Critics demand to know why it is that, in spite of God’s ‘alleged’ attributes, this world appears to fall far short of being the ‘best possible world’.

           Michael Murray (2008) considers two sorts of criticism: 1) that the natural laws could have been better and 2) that there could have been more ‘evil-preventing interventions’.  Murray’s suggestion is that, to show that such a world is possible the critic would need to describe a nomically regular world which (a) contains goodness of the sorts (either the same sorts or equivalent or better sorts) and amounts found in the actual world and which (b) contains substantially less natural evil than the actual world.

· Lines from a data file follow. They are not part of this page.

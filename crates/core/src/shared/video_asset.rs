use std::path::PathBuf;

use super::orientation::Orientation;

/// A rational time base (`num / den` seconds per tick), as used by the
/// container for timestamps.
#[derive(Clone, Copy, Debug, PartialEq, Eq)]
pub struct TimeBase {
    pub num: i32,
    pub den: i32,
}

impl TimeBase {
    pub const fn new(num: i32, den: i32) -> Self {
        Self { num, den }
    }

    pub fn seconds(&self, ticks: i64) -> f64 {
        if self.den == 0 {
            return 0.0;
        }
        ticks as f64 * self.num as f64 / self.den as f64
    }
}

/// Properties of an opened input video. Immutable once the source is open;
/// owned by the orchestrator for the lifetime of one job.
#[derive(Clone, Debug, PartialEq)]
pub struct VideoAsset {
    pub width: u32,
    pub height: u32,
    pub fps: f64,
    pub time_base: TimeBase,
    pub duration_secs: f64,
    pub total_frames: usize,
    pub orientation: Orientation,
    pub has_audio: bool,
    pub codec: String,
    pub source_path: Option<PathBuf>,
}

impl VideoAsset {
    /// Duration of one frame at the nominal frame rate, or 0 when unknown.
    pub fn frame_interval_secs(&self) -> f64 {
        if self.fps > 0.0 {
            1.0 / self.fps
        } else {
            0.0
        }
    }
}
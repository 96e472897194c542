pub const YOLO_MODEL_NAME: &str = "yolo11n-pose_widerface.onnx";
pub const YOLO_MODEL_URL: &str =
    "https://github.com/neutrinographics/faceguard/releases/download/v0.1.0/yolo11n-pose_widerface.onnx";

/// Observations below this confidence are discarded before tracking.
pub const DEFAULT_CONFIDENCE_FLOOR: f64 = 0.3;

/// Largest accepted width or height of the input video, in pixels.
pub const MAX_VIDEO_DIMENSION: u32 = 10_000;

/// An output smaller than this is treated as a failed encode.
pub const MIN_OUTPUT_BYTES: u64 = 1024;

pub const MAX_BLUR_INTENSITY: u32 = 100;

pub const DEFAULT_BLUR_INTENSITY: u32 = 50;

pub const OUTPUT_EXTENSION: &str = "mp4";
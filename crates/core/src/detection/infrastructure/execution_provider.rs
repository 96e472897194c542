use ort::execution_providers::ExecutionProviderDispatch;

/// Hardware-accelerated providers to try for detector sessions, best first.
///
/// An empty list leaves ONNX Runtime on its CPU provider; providers that
/// fail to register are skipped by `ort` at session build time.
pub fn preferred_execution_providers() -> Vec<ExecutionProviderDispatch> {
    #[cfg(target_os = "macos")]
    let providers = vec![ort::execution_providers::CoreMLExecutionProvider::default().build()];
    #[cfg(target_os = "windows")]
    let providers = vec![ort::execution_providers::DirectMLExecutionProvider::default().build()];
    #[cfg(not(any(target_os = "macos", target_os = "windows")))]
    let providers = Vec::new();

    log::debug!("Requesting {} accelerated execution provider(s)", providers.len());
    providers
}
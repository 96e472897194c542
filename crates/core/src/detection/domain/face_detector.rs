use crate::shared::error::DetectionError;
use crate::shared::frame::Frame;
use crate::shared::orientation::Orientation;

use super::face_observation::FaceObservation;

/// Domain interface for face detection.
///
/// `orientation` is the container transform of the stored frame; results
/// are normalized to the upright frame. Implementations may be stateful
/// (e.g. caching between frames), hence `&mut self`.
pub trait FaceDetector: Send {
    fn detect(
        &mut self,
        frame: &Frame,
        orientation: Orientation,
    ) -> Result<Vec<FaceObservation>, DetectionError>;
}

Murray’s conclusion is that the task seems hopeless—that it would be necessary to identify a reasonably complete list of the goods that this actual world contains in order to offer a ‘best possible world’ potentiality. Murray suggests that it would be hard to know whether or not the acquisition of such a comprehensive list was at all possible:

Not only must the critic confront the fact that describing such an alternative world is seemingly beyond our capacities, she must also confront the claims of numerous scientists that there are many respects in which the physical parameters governing our world could not, after all, be significantly different from what they are in fact. Michael Murray 

Murray’s points are crucial to the question of whether or not God could have presented a better option. Murray, I believe, is most likely correct: As from our present understanding of the physical world—we cannot know whether or not there could have been a better option; this world being de facto the world we inhabit and of which we have reasonably comprehensive knowledge. As I have suggested elsewhere: It is not beyond the realms of possibility/probability that a different manifestation of the physical laws existed prior to, at least, the Angelic Fall— i.e. physical laws that might have preceded the ‘known laws of physics. Most importantly, it is because of the character of the God of Scripture, that we can assume that this world is the best of possible worlds. Liebniz  indeed argues that it is in this sense that this world is the best possible world, as we know of no other, and assume that God would not have created this world without it being an absolute necessary state of affairs; this is, as is suggested above, an assumption rather than an argument—it is though a reasonable assumption.